Poster B5, Sunday, March 25, 8:00-10:00 am, Exhibit Hall C
Attention and self-reported ADHD tendency modulate very early electrophysiological responses for visual words
Tetsuko Kasai1, Aiko Tanaka2, Yasuko Okumura3, Tomoki Uno2; 1Faculty of Education, Hokkaido University, 2Graduate School of Education, Hokkaido University, 3National Center of Neurology and Psychiatry
Purpose. Previous behavioral studies suggest that visual words operate as perceptual units or “objects”, whereas early electrophysiological responses (e.g., N170) does not necessarily discriminate words from nonwords.

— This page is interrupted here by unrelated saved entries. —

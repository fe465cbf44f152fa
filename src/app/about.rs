use leptos::prelude::*;

use super::reveal::{AnimatedSection, RevealAnimation};

#[component]
pub fn About() -> impl IntoView {
    view! {
        <div class="py-16 sm:py-20 lg:py-32 relative overflow-hidden">
            <div class="container mx-auto px-3 sm:px-4 lg:px-8 relative z-10 w-full">
                <AnimatedSection animation=RevealAnimation::FadeDown class="text-center mb-12 sm:mb-16 lg:mb-24">
                    <h2 class="text-2xl sm:text-3xl lg:text-6xl font-bold mb-3 sm:mb-6">
                        "About " <span class="text-primary">"Me"</span>
                    </h2>
                    <p class="text-sm sm:text-base lg:text-xl text-muted max-w-3xl mx-auto leading-relaxed px-2">
                        "Get to know more about my journey, passion, and aspirations in the world of technology."
                    </p>
                </AnimatedSection>

                <div class="grid grid-cols-1 lg:grid-cols-2 gap-6 sm:gap-8 lg:gap-16 items-center">
                    <AnimatedSection animation=RevealAnimation::FadeRight class="flex justify-center">
                        <div class="p-4 sm:p-8 rounded-2xl bg-card shadow-card hover:scale-[1.02] transition-all duration-500">
                            <img
                                src="/profile.jpg"
                                alt="Narayana Thota profile"
                                loading="lazy"
                                class="w-56 h-56 sm:w-64 sm:h-64 lg:w-80 lg:h-80 object-cover rounded-2xl border border-muted/20"
                            />
                        </div>
                    </AnimatedSection>

                    <AnimatedSection animation=RevealAnimation::FadeLeft class="space-y-4 sm:space-y-8 px-2 sm:px-0">
                        <h3 class="text-xl sm:text-2xl lg:text-4xl font-semibold leading-tight">
                            "Passionate Developer & " <span class="text-primary">"Problem Solver"</span>
                        </h3>
                        <p class="text-sm sm:text-base text-muted leading-relaxed">
                            "I'm an MCA student at Aditya University with a strong foundation in full-stack web development. I enjoy taking an idea from a whiteboard sketch to a deployed application, and I care as much about the experience of the people using it as about the code underneath."
                        </p>
                        <p class="text-sm sm:text-base text-muted leading-relaxed">
                            "Most of my work lives in the MERN stack — MongoDB, Express, React and Node — with TypeScript and Tailwind CSS on top. Recently I've been exploring systems programming and cloud platforms to round out the picture."
                        </p>
                        <div class="grid grid-cols-2 gap-4">
                            <div class="p-4 rounded-xl bg-card shadow-card text-center">
                                <div class="text-2xl font-bold text-primary mb-1">"25+"</div>
                                <div class="text-xs text-muted">"Projects Built"</div>
                            </div>
                            <div class="p-4 rounded-xl bg-card shadow-card text-center">
                                <div class="text-2xl font-bold text-primary mb-1">"3+"</div>
                                <div class="text-xs text-muted">"Years Learning"</div>
                            </div>
                        </div>
                        <div class="flex flex-wrap gap-2">
                            <span class="text-xs px-3 py-1 rounded-full bg-primary/10 text-primary">
                                "🎓 MCA Student"
                            </span>
                            <span class="text-xs px-3 py-1 rounded-full bg-primary/10 text-primary">
                                "📍 Andhra Pradesh, India"
                            </span>
                            <span class="text-xs px-3 py-1 rounded-full bg-primary/10 text-primary">
                                "💼 Open to Opportunities"
                            </span>
                        </div>
                    </AnimatedSection>
                </div>
            </div>
        </div>
    }
}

The present study examined whether the activation of perceptual word representations involves attention and/or individual differences in attention, by indexing event-related potentials. Methods. Sixteen participants were presented with hiragana (2-letter words and nonwords) or symbol strings, overlapped with horizontal lines. They detected infrequent color changes of either the strings (attend-string) or the lines (attend-line) during their rapid presentations in given blocks. After recording sessions, participants filled the symptom checklist of adult ADHD self-report scale (ASRS-v1.1). Results. Increased behavioral performance and letter-string-specific (words and nonwords vs. symbols) left-lateralized negativities (190-220 ms post-stimulus) were observed in the attend-string against attend-line condition. More importantly, P1 (130-160 ms) was enlarged for words compared to nonwords in the attend-line condition (i.e., when strings were ignored). Furthermore, an attention effect (attend-string minus attend-line) at an earlier range (70-100 ms) for words were positively correlated with ASRS scores. Conclusions. We found that visual cortex is organized to represent visual words, or learned combinations of letters, at very early stages of processing, the manifestations of which depend on the state of attention and attentional traits of individuals. These findings suggest a tight link between fluent reading and attention.